Your answer must be an exact copy of all the entries.

────────────────────────────────────────

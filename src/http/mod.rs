//! HTTP control API
//!
//! The buttons of the capture page, as endpoints:
//! - POST /session/mode - Select video or audio
//! - POST /capture/start - Acquire the live stream
//! - POST /capture/toggle - Switch front/back camera
//! - POST /record/start - Start recording
//! - POST /record/stop - Stop, upload and reset
//! - POST /snapshot - Capture and upload a still image
//! - POST /session/reset - Drop all in-memory state
//! - GET /session/status - Query session state
//! - GET /health - Health check

mod handlers;
mod routes;
mod state;

pub use routes::create_router;
pub use state::AppState;
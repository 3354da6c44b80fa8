use std::time::{Duration, Instant};
use thiserror::Error;
use tokio::sync::watch;
use tracing::info;

use super::stream::{CameraFacing, MediaStream, MediaTrack, StreamConstraints, TrackKind, VideoFrame};

/// Failure to acquire a live stream
#[derive(Debug, Error)]
pub enum CaptureError {
    #[error("media access denied: {0}")]
    PermissionDenied(String),
    #[error("capture device unavailable: {0}")]
    DeviceUnavailable(String),
}

/// Camera/microphone capture device trait
///
/// Implementations:
/// - `SyntheticCamera`: generated test pattern (CLI demo, tests)
#[async_trait::async_trait]
pub trait MediaDevice: Send + Sync {
    /// Acquire a live stream satisfying `constraints`
    async fn get_user_media(
        &mut self,
        constraints: StreamConstraints,
    ) -> Result<MediaStream, CaptureError>;

    /// Device name for logging
    fn name(&self) -> &str;
}

/// Configuration for the synthetic test-pattern camera
#[derive(Debug, Clone)]
pub struct SyntheticCameraConfig {
    pub width: u32,
    pub height: u32,
    pub fps: u32,
}

impl Default for SyntheticCameraConfig {
    fn default() -> Self {
        Self {
            width: 160,
            height: 120,
            fps: 10,
        }
    }
}

/// Camera that renders a moving colour bar instead of reading hardware
///
/// The front camera renders magenta bars, the back camera renders cyan bars,
/// which makes a facing toggle visible in snapshots.
pub struct SyntheticCamera {
    config: SyntheticCameraConfig,
}

impl SyntheticCamera {
    pub fn new(config: SyntheticCameraConfig) -> Self {
        Self { config }
    }

    fn render(config: &SyntheticCameraConfig, facing: CameraFacing, index: u64, timestamp_ms: u64) -> VideoFrame {
        let bar = match facing {
            CameraFacing::User => [0xc9, 0x2e, 0xff, 0xff],
            CameraFacing::Environment => [0x2e, 0xc9, 0xff, 0xff],
        };
        let background = [0x09, 0x09, 0x09, 0xff];

        let mut frame = VideoFrame::solid(config.width, config.height, background, timestamp_ms);
        let bar_width = (config.width / 8).max(1);
        let offset = (index as u32).wrapping_mul(2) % config.width.max(1);

        for y in 0..config.height {
            for x in 0..config.width {
                if (x + config.width - offset) % config.width < bar_width {
                    let idx = ((y * config.width + x) * 4) as usize;
                    frame.rgba[idx..idx + 4].copy_from_slice(&bar);
                }
            }
        }

        frame
    }
}

#[async_trait::async_trait]
impl MediaDevice for SyntheticCamera {
    async fn get_user_media(
        &mut self,
        constraints: StreamConstraints,
    ) -> Result<MediaStream, CaptureError> {
        if constraints.video.is_none() && !constraints.audio {
            return Err(CaptureError::DeviceUnavailable(
                "at least one of audio or video must be requested".to_string(),
            ));
        }

        let mut tracks = Vec::new();
        if constraints.audio {
            tracks.push(MediaTrack::new(TrackKind::Audio, "synthetic microphone"));
        }

        let preview = match constraints.video {
            Some(facing) => {
                let track = MediaTrack::new(TrackKind::Video, format!("synthetic camera ({:?})", facing));
                let (tx, rx) = watch::channel(None);
                let config = self.config.clone();
                let producer_track = track.clone();
                let interval = Duration::from_millis((1000 / u64::from(config.fps.max(1))).max(1));

                // Render the first frame synchronously so the preview is never empty
                tx.send_replace(Some(SyntheticCamera::render(&config, facing, 0, 0)));

                tokio::spawn(async move {
                    let started = Instant::now();
                    let mut index = 1u64;
                    let mut ticker = tokio::time::interval(interval);
                    ticker.tick().await;

                    loop {
                        ticker.tick().await;
                        if !producer_track.is_live() {
                            break;
                        }
                        let ts = started.elapsed().as_millis() as u64;
                        if tx.send(Some(SyntheticCamera::render(&config, facing, index, ts))).is_err() {
                            break;
                        }
                        index += 1;
                    }

                    info!("Synthetic camera producer stopped after {} frames", index);
                });

                tracks.push(track);
                Some(rx)
            }
            None => None,
        };

        let stream = MediaStream::new(tracks, preview);
        info!(
            "Synthetic stream {} acquired ({} tracks, {}x{} @ {}fps)",
            stream.id(),
            stream.tracks().len(),
            self.config.width,
            self.config.height,
            self.config.fps
        );

        Ok(stream)
    }

    fn name(&self) -> &str {
        "synthetic camera"
    }
}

────────────────────────────────────────

• TASK ANSWER
filename src/http/mod.rs
//! HTTP control API
//!
//! The buttons of the capture page, as endpoints:
//! - POST /session/mode - Select video or audio
//! - POST /capture/start - Acquire the live stream
//! - POST /capture/toggle - Switch front/back camera
//! - POST /record/start - Start recording
//! - POST /record/stop - Stop, upload and reset
//! - POST /snapshot - Capture and upload a still image
//! - POST /session/reset - Drop all in-memory state
//! - GET /session/status - Query session state
//! - GET /health - Health check

mod handlers;
mod routes;
mod state;

pub use routes::create_router;
pub use state::AppState;
repository 3354da6c44b80fa8
use std::time::{Duration, Instant};
use thiserror::Error;
use tokio::sync::watch;
use tracing::info;

use super::stream::{CameraFacing, MediaStream, MediaTrack, StreamConstraints, TrackKind, VideoFrame};

/// Failure to acquire a live stream
#[derive(Debug, Error)]
pub enum CaptureError {
    #[error("media access denied: {0}")]
    PermissionDenied(String),
    #[error("capture device unavailable: {0}")]
    DeviceUnavailable(String),
}

/// Camera/microphone capture device trait
///
/// Implementations:
/// - `SyntheticCamera`: generated test pattern (CLI demo, tests)
#[async_trait::async_trait]
pub trait MediaDevice: Send + Sync {
    /// Acquire a live stream satisfying `constraints`
    async fn get_user_media(
        &mut self,
        constraints: StreamConstraints,
    ) -> Result<MediaStream, CaptureError>;

    /// Device name for logging
    fn name(&self) -> &str;
}

/// Configuration for the synthetic test-pattern camera
#[derive(Debug, Clone)]
pub struct SyntheticCameraConfig {
    pub width: u32,
    pub height: u32,
    pub fps: u32,
}

impl Default for SyntheticCameraConfig {
    fn default() -> Self {
        Self {
            width: 160,
            height: 120,
            fps: 10,
        }
    }
}

/// Camera that renders a moving colour bar instead of reading hardware
///
/// The front camera renders magenta bars, the back camera renders cyan bars,
/// which makes a facing toggle visible in snapshots.
pub struct SyntheticCamera {
    config: SyntheticCameraConfig,
}

impl SyntheticCamera {
    pub fn new(config: SyntheticCameraConfig) -> Self {
        Self { config }
    }

    fn render(config: &SyntheticCameraConfig, facing: CameraFacing, index: u64, timestamp_ms: u64) -> VideoFrame {
        let bar = match facing {
            CameraFacing::User => [0xc9, 0x2e, 0xff, 0xff],
            CameraFacing::Environment => [0x2e, 0xc9, 0xff, 0xff],
        };
        let background = [0x09, 0x09, 0x09, 0xff];

        let mut frame = VideoFrame::solid(config.width, config.height, background, timestamp_ms);
        let bar_width = (config.width / 8).max(1);
        let offset = (index as u32).wrapping_mul(2) % config.width.max(1);

        for y in 0..config.height {
            for x in 0..config.width {
                if (x + config.width - offset) % config.width < bar_width {
                    let idx = ((y * config.width + x) * 4) as usize;
                    frame.rgba[idx..idx + 4].copy_from_slice(&bar);
                }
            }
        }

        frame
    }
}

#[async_trait::async_trait]
impl MediaDevice for SyntheticCamera {
    async fn get_user_media(
        &mut self,
        constraints: StreamConstraints,
    ) -> Result<MediaStream, CaptureError> {
        if constraints.video.is_none() && !constraints.audio {
            return Err(CaptureError::DeviceUnavailable(
                "at least one of audio or video must be requested".to_string(),
            ));
        }

        let mut tracks = Vec::new();
        if constraints.audio {
            tracks.push(MediaTrack::new(TrackKind::Audio, "synthetic microphone"));
        }

        let preview = match constraints.video {
            Some(facing) => {
                let track = MediaTrack::new(TrackKind::Video, format!("synthetic camera ({:?})", facing));
                let (tx, rx) = watch::channel(None);
                let config = self.config.clone();
                let producer_track = track.clone();
                let interval = Duration::from_millis((1000 / u64::from(config.fps.max(1))).max(1));

                // Render the first frame synchronously so the preview is never empty
                tx.send_replace(Some(SyntheticCamera::render(&config, facing, 0, 0)));

                tokio::spawn(async move {
                    let started = Instant::now();
                    let mut index = 1u64;
                    let mut ticker = tokio::time::interval(interval);
                    ticker.tick().await;

                    loop {
                        ticker.tick().await;
                        if !producer_track.is_live() {
                            break;
                        }
                        let ts = started.elapsed().as_millis() as u64;
                        if tx.send(Some(SyntheticCamera::render(&config, facing, index, ts))).is_err() {
                            break;
                        }
                        index += 1;
                    }

                    info!("Synthetic camera producer stopped after {} frames", index);
                });

                tracks.push(track);
                Some(rx)
            }
            None => None,
        };

        let stream = MediaStream::new(tracks, preview);
        info!(
            "Synthetic stream {} acquired ({} tracks, {}x{} @ {}fps)",
            stream.id(),
            stream.tracks().len(),
            self.config.width,
            self.config.height,
            self.config.fps
        );

        Ok(stream)
    }

    fn name(&self) -> &str {
        "synthetic camera"
    }
}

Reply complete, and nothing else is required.